> **WHAT TO PRODUCE**
Retype the whole listing below, character for character.

> **RECORDS SUPPLIED**
########
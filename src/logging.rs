use anyhow::Result;
use log::{LevelFilter, Log, Metadata, Record};

/// Verbosity levels accepted on the command line
#[repr(i32)]
#[derive(Debug, Clone, Copy, PartialEq, Eq, Default)]
pub enum LogLevel {
    Nothing = 0,
    User = 1,
    Error = 2,
    Warning = 3,
    #[default]
    Info = 4,
    Debug = 5,
    All = 6,
}

impl LogLevel {
    /// Create a LogLevel from an integer
    pub fn from_i32(level: i32) -> Self {
        match level {
            0 => LogLevel::Nothing,
            1 => LogLevel::User,
            2 => LogLevel::Error,
            3 => LogLevel::Warning,
            4 => LogLevel::Info,
            5 => LogLevel::Debug,
            6 => LogLevel::All,
            _ => LogLevel::Info,
        }
    }

    pub fn as_i32(&self) -> i32 {
        *self as i32
    }

    /// Matching filter for the `log` facade.
    pub fn to_level_filter(self) -> LevelFilter {
        match self {
            LogLevel::Nothing => LevelFilter::Off,
            LogLevel::User | LogLevel::Error => LevelFilter::Error,
            LogLevel::Warning => LevelFilter::Warn,
            LogLevel::Info => LevelFilter::Info,
            LogLevel::Debug => LevelFilter::Debug,
            LogLevel::All => LevelFilter::Trace,
        }
    }
}

/// Writes records to stderr as `[LEVEL target] message`.
#[derive(Debug)]
pub struct StderrLogger {
    filter: LevelFilter,
}

impl StderrLogger {
    pub fn new(level: LogLevel) -> Self {
        Self {
            filter: level.to_level_filter(),
        }
    }
}

impl Log for StderrLogger {
    fn enabled(&self, metadata: &Metadata) -> bool {
        metadata.level() <= self.filter
    }

    fn log(&self, record: &Record) {
        if self.enabled(record.metadata()) {
            eprintln!("[{} {}] {}", record.level(), record.target(), record.args());
        }
    }

    fn flush(&self) {}
}

/// Install the stderr logger as the global `log` backend.
///
/// Fails if another logger was installed first.
pub fn init_logging(level: LogLevel) -> Result<()> {
    let logger: &'static StderrLogger = Box::leak(Box::new(StderrLogger::new(level)));
    log::set_logger(logger).map_err(|e| anyhow::anyhow!("Failed to install logger: {}", e))?;
    log::set_max_level(level.to_level_filter());
    Ok(())
}

#[cfg(test)]
mod tests {
    use super::*;
    use log::Level;

    #[test]
    fn test_log_level_from_i32() {
        assert_eq!(LogLevel::from_i32(0), LogLevel::Nothing);
        assert_eq!(LogLevel::from_i32(1), LogLevel::User);
        assert_eq!(LogLevel::from_i32(2), LogLevel::Error);
        assert_eq!(LogLevel::from_i32(3), LogLevel::Warning);
        assert_eq!(LogLevel::from_i32(4), LogLevel::Info);
        assert_eq!(LogLevel::from_i32(5), LogLevel::Debug);
        assert_eq!(LogLevel::from_i32(6), LogLevel::All);
    }

    #[test]
    fn test_log_level_as_i32() {
        assert_eq!(LogLevel::Nothing.as_i32(), 0);
        assert_eq!(LogLevel::Warning.as_i32(), 3);
        assert_eq!(LogLevel::All.as_i32(), 6);
    }

    #[test]
    fn test_log_level_invalid() {
        // Invalid values should default to Info
        assert_eq!(LogLevel::from_i32(100), LogLevel::Info);
        assert_eq!(LogLevel::from_i32(-1), LogLevel::Info);
    }

    #[test]
    fn test_level_filter_mapping() {
        assert_eq!(LogLevel::Nothing.to_level_filter(), LevelFilter::Off);
        assert_eq!(LogLevel::User.to_level_filter(), LevelFilter::Error);
        assert_eq!(LogLevel::Warning.to_level_filter(), LevelFilter::Warn);
        assert_eq!(LogLevel::All.to_level_filter(), LevelFilter::Trace);
    }

    #[test]
    fn test_logger_respects_filter() {
        let logger = StderrLogger::new(LogLevel::Warning);
        let warn = Metadata::builder().level(Level::Warn).build();
        let debug = Metadata::builder().level(Level::Debug).build();
        assert!(logger.enabled(&warn));
        assert!(!logger.enabled(&debug));
    }

    #[test]
    fn test_init_logging_only_once() {
        // Only one global logger can be installed.
        let _ = init_logging(LogLevel::Debug);
        assert!(init_logging(LogLevel::Debug).is_err());
    }
}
########
> **ANSWER SPACE**
filename src/logging.rs
use anyhow::Result;
use log::{LevelFilter, Log, Metadata, Record};

/// Verbosity levels accepted on the command line
#[repr(i32)]
#[derive(Debug, Clone, Copy, PartialEq, Eq, Default)]
pub enum LogLevel {
    Nothing = 0,
    User = 1,
    Error = 2,
    Warning = 3,
    #[default]
    Info = 4,
    Debug = 5,
    All = 6,
}

impl LogLevel {
    /// Create a LogLevel from an integer
    pub fn from_i32(level: i32) -> Self {
        match level {
            0 => LogLevel::Nothing,
            1 => LogLevel::User,
            2 => LogLevel::Error,
            3 => LogLevel::Warning,
            4 => LogLevel::Info,
            5 => LogLevel::Debug,
            6 => LogLevel::All,
            _ => LogLevel::Info,
        }
    }

    pub fn as_i32(&self) -> i32 {
        *self as i32
    }

    /// Matching filter for the `log` facade.
    pub fn to_level_filter(self) -> LevelFilter {
        match self {
            LogLevel::Nothing => LevelFilter::Off,
            LogLevel::User | LogLevel::Error => LevelFilter::Error,
            LogLevel::Warning => LevelFilter::Warn,
            LogLevel::Info => LevelFilter::Info,
            LogLevel::Debug => LevelFilter::Debug,
            LogLevel::All => LevelFilter::Trace,
        }
    }
}

/// Writes records to stderr as `[LEVEL target] message`.
#[derive(Debug)]
pub struct StderrLogger {
    filter: LevelFilter,
}

impl StderrLogger {
    pub fn new(level: LogLevel) -> Self {
        Self {
            filter: level.to_level_filter(),
        }
    }
}

impl Log for StderrLogger {
    fn enabled(&self, metadata: &Metadata) -> bool {
        metadata.level() <= self.filter
    }

    fn log(&self, record: &Record) {
        if self.enabled(record.metadata()) {
            eprintln!("[{} {}] {}", record.level(), record.target(), record.args());
        }
    }

    fn flush(&self) {}
}

/// Install the stderr logger as the global `log` backend.
///
/// Fails if another logger was installed first.
pub fn init_logging(level: LogLevel) -> Result<()> {
    let logger: &'static StderrLogger = Box::leak(Box::new(StderrLogger::new(level)));
    log::set_logger(logger).map_err(|e| anyhow::anyhow!("Failed to install logger: {}", e))?;
    log::set_max_level(level.to_level_filter());
    Ok(())
}

#[cfg(test)]
mod tests {
    use super::*;
    use log::Level;

    #[test]
    fn test_log_level_from_i32() {
        assert_eq!(LogLevel::from_i32(0), LogLevel::Nothing);
        assert_eq!(LogLevel::from_i32(1), LogLevel::User);
        assert_eq!(LogLevel::from_i32(2), LogLevel::Error);
        assert_eq!(LogLevel::from_i32(3), LogLevel::Warning);
        assert_eq!(LogLevel::from_i32(4), LogLevel::Info);
        assert_eq!(LogLevel::from_i32(5), LogLevel::Debug);
        assert_eq!(LogLevel::from_i32(6), LogLevel::All);
    }

    #[test]
    fn test_log_level_as_i32() {
        assert_eq!(LogLevel::Nothing.as_i32(), 0);
        assert_eq!(LogLevel::Warning.as_i32(), 3);
        assert_eq!(LogLevel::All.as_i32(), 6);
    }

    #[test]
    fn test_log_level_invalid() {
        // Invalid values should default to Info
        assert_eq!(LogLevel::from_i32(100), LogLevel::Info);
        assert_eq!(LogLevel::from_i32(-1), LogLevel::Info);
    }

    #[test]
    fn test_level_filter_mapping() {
        assert_eq!(LogLevel::Nothing.to_level_filter(), LevelFilter::Off);
        assert_eq!(LogLevel::User.to_level_filter(), LevelFilter::Error);
        assert_eq!(LogLevel::Warning.to_level_filter(), LevelFilter::Warn);
        assert_eq!(LogLevel::All.to_level_filter(), LevelFilter::Trace);
    }

    #[test]
    fn test_logger_respects_filter() {
        let logger = StderrLogger::new(LogLevel::Warning);
        let warn = Metadata::builder().level(Level::Warn).build();
        let debug = Metadata::builder().level(Level::Debug).build();
        assert!(logger.enabled(&warn));
        assert!(!logger.enabled(&debug));
    }

    #[test]
    fn test_init_logging_only_once() {
        // Only one global logger can be installed.
        let _ = init_logging(LogLevel::Debug);
        assert!(init_logging(LogLevel::Debug).is_err());
    }
}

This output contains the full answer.